My colleagues and I have reported that a small nuclear RNA, U5, can cause transformation of and chromosomal aberrations in rat fibroblast 3Y1 cells. In the study described here, I found that a partial U5 sequence, the 3' half of the first stem structure (designated RNA3S), transformed the cells morphologically at a high frequency when expressed with a poly(A) tail (RNA3S+). The transformation critically depended upon a polypurine sequence in RNA3S+. The expressed RNA3S+ was associated with polysomes. The transformed cells did not exhibit significant frequencies of chromosome aberrations when compared with control cells, suggesting that the transformation occurs without significant induction of chromosome damage. Heterogeneous subcolonies emerged in monolayers when the morphologically transformed cells were subcultured and maintained at postconfluence.
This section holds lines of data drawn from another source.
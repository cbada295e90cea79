//! Parse command: show how labels resolve

use crate::app::Runtime;
use crate::catalog::RegionCatalog;
use crate::pipeline::parse_label;
use anyhow::Result;

pub fn run_parse_command(labels: &[String], runtime: &Runtime) -> Result<()> {
    for label in labels {
        println!("{}", describe_label(label, runtime.pipeline.catalog()));
    }
    Ok(())
}

/// `"OR-WA" -> [OR, WA]`
pub fn describe_label(label: &str, catalog: &RegionCatalog) -> String {
    let codes: Vec<&str> = parse_label(Some(label), catalog)
        .iter()
        .map(|code| code.as_str())
        .collect();
    format!("\"{}\" -> [{}]", label, codes.join(", "))
}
Cells from subcolonies acquired the ability to form small colonies in soft agar and tumors in nude mice, suggesting that RNA3S+ can drive the cells into the neoplastic stage. RNA3S+ also conferred morphological alterations and a growth advantage and decreased levels of fibronectin protein synthesis in human HeLa cells, confirming the transforming potential of the RNA. RNA3S+ transformation may therefore be a useful model system for studying a transformation process.